A naturalized tulip for woodland areas.
And this new addition from Odyssey Bulbs last year.
But the various smaller plants always capture my attention.
Erythroniums are at their peak right now.
Close by is a new Scilla relative that we added this past year (also from Odyssey Bulbs).
Note the lovely blue anthers.
There are also the epimediums, seemingly delicate plants that are oh-so-hardy.
In this case the leaves are as special as the flowers.
An aquilegia that my eldest son grew from a Scottish Rock Garden Society seed distribution begs for attention right now (very dwarf).
And there is a Muscari that I got from Brent and becky last year that is growing in very difficult place between maple roots and an American Holly.

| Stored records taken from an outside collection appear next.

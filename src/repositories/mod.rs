//! # Repository Layer
//!
//! Repositories encapsulate SeaORM operations for each entity. Every read
//! path excludes soft-deleted rows.

use sea_orm::sea_query::{Expr, Func, SimpleExpr};
use sea_orm::{ColumnTrait, Condition};

pub mod attendance;
pub mod department;
pub mod employee;
pub mod leave;
pub mod user;

pub use attendance::AttendanceRepository;
pub use department::DepartmentRepository;
pub use employee::EmployeeRepository;
pub use leave::LeaveRepository;
pub use user::UserRepository;

/// A resolved page window. Construct through `handlers::types::PageParams`.
#[derive(Debug, Clone, Copy, PartialEq, Eq)]
pub struct PageRequest {
    pub page: u64,
    pub limit: u64,
}

impl PageRequest {
    /// Row offset of the page, capped at `i64::MAX` so drivers that bind
    /// signed integers still accept it.
    pub fn offset(&self) -> u64 {
        self.page
            .saturating_sub(1)
            .saturating_mul(self.limit)
            .min(i64::MAX as u64)
    }
}

/// Case-insensitive substring match on any of `columns`.
pub(crate) fn search_condition<C>(columns: &[C], term: &str) -> Condition
where
    C: ColumnTrait,
{
    let pattern = format!("%{}%", term.trim().to_lowercase());
    columns.iter().fold(Condition::any(), |cond, column| {
        cond.add(lower_like(*column, &pattern))
    })
}

fn lower_like<C: ColumnTrait>(column: C, pattern: &str) -> SimpleExpr {
    Expr::expr(Func::lower(Expr::col(column))).like(pattern)
}

#[cfg(test)]
mod tests {
    use super::*;

    #[test]
    fn offset_starts_at_zero() {
        assert_eq!(PageRequest { page: 1, limit: 10 }.offset(), 0);
        assert_eq!(PageRequest { page: 3, limit: 25 }.offset(), 50);
    }

    #[test]
    fn offset_saturates_for_huge_pages() {
        let page = PageRequest {
            page: i64::MAX as u64,
            limit: 100,
        };
        assert_eq!(page.offset(), i64::MAX as u64);
        assert_eq!(PageRequest { page: 0, limit: 10 }.offset(), 0);
    }
}
//! Ingest manifest: lets the viewer reuse block files across runs.

use std::path::{Path, PathBuf};

use serde::{Deserialize, Serialize};
use tracing::info;

use pointstream_core::block::build_grid;
use pointstream_core::constants::GRID;
use pointstream_core::{Aabb, Block, EngineError, Result};

use crate::partitioner::PartitionOutput;

pub const MANIFEST_NAME: &str = "manifest.json";

/// Everything needed to rebuild block metadata without re-reading the PLY.
#[derive(Debug, Serialize, Deserialize)]
pub struct IngestManifest {
    /// Source cloud the blocks were cut from.
    pub source: PathBuf,
    pub vertex_count: u64,
    pub grid: u32,
    pub bb_min: [f32; 3],
    pub bb_max: [f32; 3],
    /// Point count per block, indexed by block id.
    pub counts: Vec<u32>,
}

impl IngestManifest {
    pub fn from_output(source: &Path, out: &PartitionOutput) -> Self {
        Self {
            source: source.to_path_buf(),
            vertex_count: out.vertex_count,
            grid: GRID,
            bb_min: out.scene.min.to_array(),
            bb_max: out.scene.max.to_array(),
            counts: out.blocks.iter().map(|b| b.count).collect(),
        }
    }

    /// Serialize to `<out_dir>/manifest.json`.
    pub fn write(&self, out_dir: &Path) -> Result<()> {
        let path = out_dir.join(MANIFEST_NAME);
        let json = serde_json::to_string_pretty(self)
            .map_err(|e| EngineError::Manifest(e.to_string()))?;
        std::fs::write(&path, json)
            .map_err(|e| EngineError::Manifest(format!("write {}: {e}", path.display())))?;
        info!(path = %path.display(), "wrote ingest manifest");
        Ok(())
    }

    /// Load `<out_dir>/manifest.json`.
    pub fn load(out_dir: &Path) -> Result<Self> {
        let path = out_dir.join(MANIFEST_NAME);
        let json = std::fs::read_to_string(&path)
            .map_err(|e| EngineError::Manifest(format!("read {}: {e}", path.display())))?;
        serde_json::from_str(&json).map_err(|e| EngineError::Manifest(e.to_string()))
    }

    /// Whether this manifest describes `source` with the current grid.
    pub fn matches(&self, source: &Path) -> bool {
        self.source == source && self.grid == GRID && self.counts.len() == (GRID * GRID * GRID) as usize
    }

    /// Rebuild block metadata from the recorded scene box and counts.
    pub fn to_output(&self) -> PartitionOutput {
        let scene = Aabb::new(self.bb_min.into(), self.bb_max.into());
        let mut blocks: Vec<Block> = build_grid(&scene);
        for (b, &count) in blocks.iter_mut().zip(&self.counts) {
            b.count = count;
        }
        PartitionOutput {
            scene,
            vertex_count: self.vertex_count,
            blocks,
        }
    }
}
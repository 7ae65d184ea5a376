//! Engine configuration and derived slot sizing.

use pointstream_core::constants::NUM_WORKERS;

/// Tunables for the streaming runtime.
#[derive(Debug, Clone)]
pub struct EngineConfig {
    /// Fraction of the retained block count given GPU-backed slots.
    pub slot_factor: f32,
    /// Loader thread count.
    pub num_workers: usize,
    /// Whether the host-side LRU second tier is used at all.
    pub subslots_enabled: bool,
    /// Prime the second tier with speculative loads on the first frame.
    pub warmup: bool,
}

impl Default for EngineConfig {
    fn default() -> Self {
        Self {
            slot_factor: 0.125,
            num_workers: NUM_WORKERS,
            subslots_enabled: false,
            warmup: true,
        }
    }
}

impl EngineConfig {
    pub fn with_slot_factor(mut self, slot_factor: f32) -> Self {
        self.slot_factor = slot_factor;
        self
    }

    pub fn with_workers(mut self, num_workers: usize) -> Self {
        self.num_workers = num_workers;
        self
    }

    pub fn with_subslots(mut self, enabled: bool) -> Self {
        self.subslots_enabled = enabled;
        self
    }

    pub fn with_warmup(mut self, warmup: bool) -> Self {
        self.warmup = warmup;
        self
    }
}

/// Slot counts derived from the retained working set.
///
/// All three values come from the data, never from compile-time constants:
/// a denser cloud gets more points per slot, a sparser grid fewer slots.
#[derive(Debug, Clone, Copy, PartialEq, Eq)]
pub struct SlotSizing {
    pub num_slots: usize,
    pub subslot_capacity: usize,
    /// Upper bound on points uploaded to one slot's buffer.
    pub points_per_slot: u32,
}

impl SlotSizing {
    pub fn derive(config: &EngineConfig, retained_blocks: usize, vertex_count: u64) -> Self {
        assert!(retained_blocks > 0, "cannot size slots for an empty scene");
        let num_slots = ((config.slot_factor * retained_blocks as f32) as usize).max(1);
        let subslot_capacity = if config.subslots_enabled {
            (0.5 * config.slot_factor * retained_blocks as f32) as usize
        } else {
            0
        };
        let points_per_slot = vertex_count.div_ceil(retained_blocks as u64) as u32;
        Self {
            num_slots,
            subslot_capacity,
            points_per_slot,
        }
    }

    /// Bytes of one slot's vertex buffer.
    pub fn slot_capacity_bytes(&self) -> usize {
        self.points_per_slot as usize * std::mem::size_of::<pointstream_core::Point>()
    }
}
//! Spatial blocks of the uniform grid partition.

use glam::Vec3;
use serde::{Deserialize, Serialize};

use crate::aabb::Aabb;
use crate::constants::GRID;

/// Identifier of a block in the `GRID^3` partition, `0..NUM_BLOCKS`.
#[derive(Clone, Copy, Debug, Default, PartialEq, Eq, Hash, PartialOrd, Ord, Serialize, Deserialize)]
pub struct BlockId(pub u32);

impl BlockId {
    /// Compose an id from per-axis cell indices.
    #[inline]
    pub const fn from_cell(ix: u32, iy: u32, iz: u32) -> Self {
        Self(ix + GRID * iy + GRID * GRID * iz)
    }

    #[inline]
    pub const fn index(self) -> usize {
        self.0 as usize
    }

    /// On-disk file name, zero-padded: `block_0042.bin`.
    pub fn file_name(self) -> String {
        format!("block_{:04}.bin", self.0)
    }
}

impl std::fmt::Display for BlockId {
    fn fmt(&self, f: &mut std::fmt::Formatter<'_>) -> std::fmt::Result {
        write!(f, "{}", self.0)
    }
}

/// Bin a world position into its block id.
///
/// Each axis index is `clamp(floor((p - bb_min) / cell), 0, GRID - 1)`, so
/// points on the scene max face land in the last cell.
#[inline]
pub fn bin_point(p: Vec3, bb_min: Vec3, cell: Vec3) -> BlockId {
    let hi = (GRID - 1) as i32;
    let ix = (((p.x - bb_min.x) / cell.x) as i32).clamp(0, hi);
    let iy = (((p.y - bb_min.y) / cell.y) as i32).clamp(0, hi);
    let iz = (((p.z - bb_min.z) / cell.z) as i32).clamp(0, hi);
    BlockId::from_cell(ix as u32, iy as u32, iz as u32)
}

/// Metadata for one spatial block.
///
/// Created once during ingest and immutable afterwards, except for the
/// per-frame scalars which only the render thread touches during culling.
#[derive(Clone, Debug)]
pub struct Block {
    pub id: BlockId,
    /// World-space bounds of the grid cell.
    pub aabb: Aabb,
    /// Number of points stored in the block file.
    pub count: u32,

    // Per-frame scalars, recomputed by the culler, never persisted.
    pub is_visible: bool,
    pub dist_to_camera: f32,
    pub dist_to_frustum_center: f32,
    pub min_plane_dist: f32,
}

impl Block {
    /// A fresh block with zero count and cleared frame state.
    pub fn new(id: BlockId, aabb: Aabb) -> Self {
        Self {
            id,
            aabb,
            count: 0,
            is_visible: false,
            dist_to_camera: 0.0,
            dist_to_frustum_center: 0.0,
            min_plane_dist: 0.0,
        }
    }
}

/// Build the `GRID^3` block metadata covering `scene`, cell by cell.
///
/// The union of the returned AABBs is exactly the scene box.
pub fn build_grid(scene: &Aabb) -> Vec<Block> {
    let cell = scene.extent() / GRID as f32;
    let mut blocks = Vec::with_capacity((GRID * GRID * GRID) as usize);
    for iz in 0..GRID {
        for iy in 0..GRID {
            for ix in 0..GRID {
                let id = BlockId::from_cell(ix, iy, iz);
                let mn = scene.min + Vec3::new(ix as f32, iy as f32, iz as f32) * cell;
                let mx = scene.min + Vec3::new((ix + 1) as f32, (iy + 1) as f32, (iz + 1) as f32) * cell;
                blocks.push(Block::new(id, Aabb::new(mn, mx)));
            }
        }
    }
    // ids double as indices
    debug_assert!(blocks.iter().enumerate().all(|(i, b)| b.id.index() == i));
    blocks
}
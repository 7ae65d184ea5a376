//! pointstream viewer: headless out-of-core point cloud streaming.
//!
//! ## Usage
//!
//! ```bash
//! pointstream-viewer cloud.ply --ooc --cache --test --frames 600
//! ```
//!
//! The positional `.ply` path is required; `.vert`/`.frag` paths are
//! accepted by suffix for GL-backed builds. `--ooc` streams blocks through
//! the slot table instead of loading the whole cloud, `--cache` adds the
//! host-side LRU tier, `--test` orbits the camera around the scene, and
//! `--export <dir>` writes every frame as a PNG.
//!
//! Logging is controlled through `RUST_LOG` (default `info`).

mod app;
mod args;
mod camera;

use tracing_subscriber::EnvFilter;

fn main() -> anyhow::Result<()> {
    if std::env::args().any(|arg| arg == "-h" || arg == "--help") {
        args::print_help();
        return Ok(());
    }

    tracing_subscriber::fmt()
        .with_env_filter(
            EnvFilter::try_from_default_env().unwrap_or_else(|_| EnvFilter::new("info")),
        )
        .init();

    let parsed = match args::parse(std::env::args().skip(1)) {
        Ok(parsed) => parsed,
        Err(e) => {
            eprintln!("error: {e}\n");
            args::print_help();
            std::process::exit(1);
        }
    };

    let mut viewer = app::Viewer::init(parsed)?;
    viewer.run()
}
//! Viewer camera: pose from the scene bounds, optional orbit.

use glam::{Mat3, Mat4, Vec3};
use pointstream_core::Aabb;

/// Orbit speed of the benchmark camera, degrees per second.
const ORBIT_SPEED_DEG: f32 = 10.0;

/// Camera for rendering; Z-up, right-handed.
#[derive(Debug, Clone)]
pub struct Camera {
    pub position: Vec3,
    pub target: Vec3,
    pub up: Vec3,
    pub fov: f32,
    pub aspect: f32,
    pub z_near: f32,
    pub z_far: f32,
}

impl Camera {
    /// Initial pose for a scene: above and in front of the box, looking at
    /// its center, with clip planes scaled to the box diagonal.
    pub fn frame_scene(scene: &Aabb, aspect: f32) -> Self {
        let center = scene.center();
        let diag = scene.diagonal();
        Self {
            position: center + Vec3::new(0.5, 0.7, 1.0) * diag,
            target: center,
            up: Vec3::Z,
            fov: std::f32::consts::FRAC_PI_4,
            aspect,
            z_near: (diag * 0.001).max(0.01),
            z_far: diag * 4.0,
        }
    }

    pub fn view_matrix(&self) -> Mat4 {
        Mat4::look_at_rh(self.position, self.target, self.up)
    }

    pub fn projection_matrix(&self) -> Mat4 {
        Mat4::perspective_rh_gl(self.fov, self.aspect, self.z_near, self.z_far)
    }

    pub fn view_projection_matrix(&self) -> Mat4 {
        self.projection_matrix() * self.view_matrix()
    }

    /// Rotate the position around the target about the scene Z axis.
    pub fn orbit(&mut self, dt: f32) {
        let rot = Mat3::from_rotation_z(ORBIT_SPEED_DEG.to_radians() * dt);
        let offset = self.position - self.target;
        self.position = self.target + rot * offset;
    }
}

In the camellia bed we find a lovely little corydalis that has lasted for several season now (hard to do with the blue ones).
The name comes from the leaves, not the flowers.
Nearby is one of my favorite trilliums.
Also in the Camellia bed is one of the tiniest Hepaticas I have seen, the result of several seedlings I planted from Hillside Nursery.
The Alpine bed features a very nice Daphne, that has all the fragrance that you expect from a Daphne.
And in small trough #2, there is the most beautiful little phlox that is doing alll that you expect from a phlox.
And from the greenhouse there are a couple of plants that have come into the house recently.
This small Amaryllis-want-to-be is also called the Barbados Striped Lily though it is actually from Brazil and it is multiplying in it’s small pot like mad.
And a south african plant originally purchased from Annie’s Annuals.
This is at the tip of two-foot long stalks this year.
Finally, I should mention the various flowering trees. This is right now the peak of the crossover between the various fruit trees, crabapples and cherries, giving way to the dogwoods.
The apple trees in the orchard are in the midst of one of the finest bloom cycles I have seen.
These are the highlights on Ball Rd. What is growing in your garden?